Guillaume Didier assure n’avoir « aucun contact » avec l’attachée de presse de la mairie, Cathy Bounaix, qui elle-même nous affirme… « travailler évidemment en étroite collaboration avec Laurence Lasserre, Guillaume Didier et Amandine Martin ».

Les relations ministère-mairie sont donc loin d’être inexistantes, et Emmanuelle Dauvergne n’y est pas étrangère non plus. Conseillère technique au ministère de la Justice, elle a été élue en même temps que Rachida Dati dans le VIIe arrondissement en sa qualité de numéro trois sur la liste aux dernières élections municipales.

La désormais conseillère municipale a été chargée de « l’accueil et l’information du public et des projets numériques ». C’est elle qui est à l’origine de la refonte du site Internet de la mairie et elle est rédactrice en chef de « 7 à vous », le nouveau journal d’arrondissement.
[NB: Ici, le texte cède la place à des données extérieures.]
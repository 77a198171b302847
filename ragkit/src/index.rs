//! Similarity search over a document store.

use std::cmp::Ordering;
use std::sync::Arc;

use async_trait::async_trait;
use tracing::debug;

use crate::document::RankedResult;
use crate::error::{RagError, Result};
use crate::store::DocumentStore;
use crate::vector::{self, SimilarityMetric};

/// Ranks stored documents against a query embedding.
///
/// Results are ordered by descending score with ties broken by ascending
/// document ID, so identical inputs always produce identical output.
#[async_trait]
pub trait SimilarityIndex: Send + Sync {
    /// Return the `top_k` documents most similar to `query`.
    ///
    /// An empty store yields an empty result, not an error.
    async fn search(&self, query: &[f32], top_k: usize) -> Result<Vec<RankedResult>>;

    /// Like [`search`](SimilarityIndex::search), but fails with
    /// [`RagError::EmptyStore`] instead of returning no results.
    async fn search_non_empty(&self, query: &[f32], top_k: usize) -> Result<Vec<RankedResult>> {
        let results = self.search(query, top_k).await?;
        if results.is_empty() {
            return Err(RagError::EmptyStore);
        }
        Ok(results)
    }
}

/// Exact brute-force search: every query scores every stored document.
///
/// Costs O(n·d) per query and keeps no state between calls, so results are
/// always consistent with the store's current contents.
///
/// # Example
///
/// ```rust,ignore
/// use std::sync::Arc;
/// use ragkit::{ExactIndex, InMemoryDocumentStore, SimilarityIndex};
///
/// let store = Arc::new(InMemoryDocumentStore::new());
/// let index = ExactIndex::new(store.clone());
/// let top = index.search(&query_embedding, 5).await?;
/// ```
pub struct ExactIndex {
    store: Arc<dyn DocumentStore>,
    metric: SimilarityMetric,
}

impl ExactIndex {
    /// Create a cosine-similarity index over `store`.
    pub fn new(store: Arc<dyn DocumentStore>) -> Self {
        Self { store, metric: SimilarityMetric::Cosine }
    }

    /// Use a different scoring metric.
    pub fn with_metric(mut self, metric: SimilarityMetric) -> Self {
        self.metric = metric;
        self
    }

    /// The metric this index scores with.
    pub fn metric(&self) -> SimilarityMetric {
        self.metric
    }
}

/// Descending score, then ascending id.
fn rank_order(a: &RankedResult, b: &RankedResult) -> Ordering {
    b.score.total_cmp(&a.score).then_with(|| a.document.id.cmp(&b.document.id))
}

#[async_trait]
impl SimilarityIndex for ExactIndex {
    async fn search(&self, query: &[f32], top_k: usize) -> Result<Vec<RankedResult>> {
        if top_k == 0 {
            return Err(RagError::Validation("top_k must be greater than zero".to_string()));
        }
        if !vector::is_finite(query) {
            return Err(RagError::Validation("query embedding has non-finite values".to_string()));
        }

        // A store that never held an embedding has nothing to compare against.
        let Some(dimension) = self.store.dimension().await else {
            return Ok(Vec::new());
        };
        if query.len() != dimension {
            return Err(RagError::DimensionMismatch { expected: dimension, actual: query.len() });
        }

        let snapshot = self.store.all().await?;
        let mut scored: Vec<RankedResult> = snapshot
            .iter()
            .filter_map(|document| {
                // The store may have been cleared and re-dimensioned since
                // `dimension()` was read.
                let embedding =
                    document.embedding.as_deref().filter(|e| e.len() == query.len())?;
                let score = self.metric.score(query, embedding);
                Some(RankedResult { document: Arc::clone(document), score })
            })
            .collect();

        if top_k < scored.len() {
            scored.select_nth_unstable_by(top_k - 1, rank_order);
            scored.truncate(top_k);
        }
        scored.sort_by(rank_order);

        debug!(candidates = snapshot.len(), returned = scored.len(), top_k, "similarity search");
        Ok(scored)
    }
}

#[cfg(test)]
mod tests {
    use super::*;
    use crate::document::Document;
    use crate::inmemory::InMemoryDocumentStore;

    async fn index_with(docs: Vec<(&str, Vec<f32>)>) -> ExactIndex {
        let store = Arc::new(InMemoryDocumentStore::new());
        let docs = docs
            .into_iter()
            .map(|(id, emb)| Document::new(id, format!("content of {id}")).with_embedding(emb))
            .collect();
        store.upsert(docs).await.unwrap();
        ExactIndex::new(store)
    }

    fn ids(results: &[RankedResult]) -> Vec<&str> {
        results.iter().map(|r| r.document.id.as_str()).collect()
    }

    #[tokio::test]
    async fn test_search_returns_sorted() {
        let index = index_with(vec![
            ("far", vec![0.0, 1.0, 0.0]),
            ("close", vec![1.0, 0.0, 0.0]),
            ("medium", vec![0.5, 0.5, 0.0]),
        ])
        .await;

        let results = index.search(&[1.0, 0.0, 0.0], 3).await.unwrap();
        assert_eq!(ids(&results), vec!["close", "medium", "far"]);
    }

    #[tokio::test]
    async fn test_ties_break_by_ascending_id() {
        let index = index_with(vec![
            ("c", vec![1.0, 0.0]),
            ("a", vec![2.0, 0.0]),
            ("b", vec![0.5, 0.0]),
            ("d", vec![0.0, 1.0]),
        ])
        .await;

        let results = index.search(&[1.0, 0.0], 2).await.unwrap();
        assert_eq!(ids(&results), vec!["a", "b"]);

        let results = index.search(&[1.0, 0.0], 4).await.unwrap();
        assert_eq!(ids(&results), vec!["a", "b", "c", "d"]);
    }

    #[tokio::test]
    async fn test_top_k_larger_than_store() {
        let index = index_with(vec![("only", vec![1.0, 0.0])]).await;
        let results = index.search(&[1.0, 0.0], 100).await.unwrap();
        assert_eq!(results.len(), 1);
    }

    #[tokio::test]
    async fn test_zero_top_k_is_rejected() {
        let index = index_with(vec![("only", vec![1.0, 0.0])]).await;
        assert!(matches!(index.search(&[1.0, 0.0], 0).await, Err(RagError::Validation(_))));
    }

    #[tokio::test]
    async fn test_zero_query_scores_zero() {
        let index = index_with(vec![("a", vec![1.0, 0.0]), ("b", vec![0.0, 1.0])]).await;
        let results = index.search(&[0.0, 0.0], 2).await.unwrap();
        assert!(results.iter().all(|r| r.score == 0.0));
        assert_eq!(ids(&results), vec!["a", "b"]);
    }

    #[tokio::test]
    async fn test_empty_store() {
        let store = Arc::new(InMemoryDocumentStore::new());
        let index = ExactIndex::new(store);
        assert!(index.search(&[1.0, 0.0], 5).await.unwrap().is_empty());
        assert!(matches!(index.search_non_empty(&[1.0, 0.0], 5).await, Err(RagError::EmptyStore)));
    }

    #[tokio::test]
    async fn test_empty_store_with_fixed_dimension_checks_query() {
        let index = ExactIndex::new(Arc::new(InMemoryDocumentStore::with_dimension(2)));
        assert!(index.search(&[1.0, 0.0], 5).await.unwrap().is_empty());
        assert!(matches!(
            index.search(&[1.0, 0.0, 0.0], 5).await,
            Err(RagError::DimensionMismatch { expected: 2, actual: 3 })
        ));
    }

    #[tokio::test]
    async fn test_dot_product_metric_ranks_by_magnitude() {
        let index = index_with(vec![("short", vec![1.0, 0.0]), ("long", vec![3.0, 0.0])])
            .await
            .with_metric(SimilarityMetric::DotProduct);

        let results = index.search(&[1.0, 0.0], 2).await.unwrap();
        assert_eq!(ids(&results), vec!["long", "short"]);
        assert!((results[0].score - 3.0).abs() < 1e-6);
    }
}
Dix communicants de plus rattachés au cabinet

Pourtant la ministre va encore renforcer les capacités communicantes de son cabinet. Selon nos informations, la dizaine de personnes qui composent le bureau de presse du Scicom (Service central de l’information et la communication) vont très prochainement être rattachées au cabinet de Rachida Dati.

Ainsi, cet organe chargé d’effectuer la veille médiatique, de rédiger des dossiers de presse et d’écrire des communiqués de presse pour toutes les juridictions sous l’égide du ministère de la Justice ne va plus se concentrer que sur la communication de la seule ministre.

Une communication centrée sur sa personne, directement inspirée de la méthode Sarkozy. « Rachida Dati a été conseillère puis porte-parole de Nicolas Sarkozy pendant la campagne présidentielle. Il a été son chef d’équipe, il l’est toujours. Un gouvernement, c’est aussi une équipe », décrypte Guillaume Didier.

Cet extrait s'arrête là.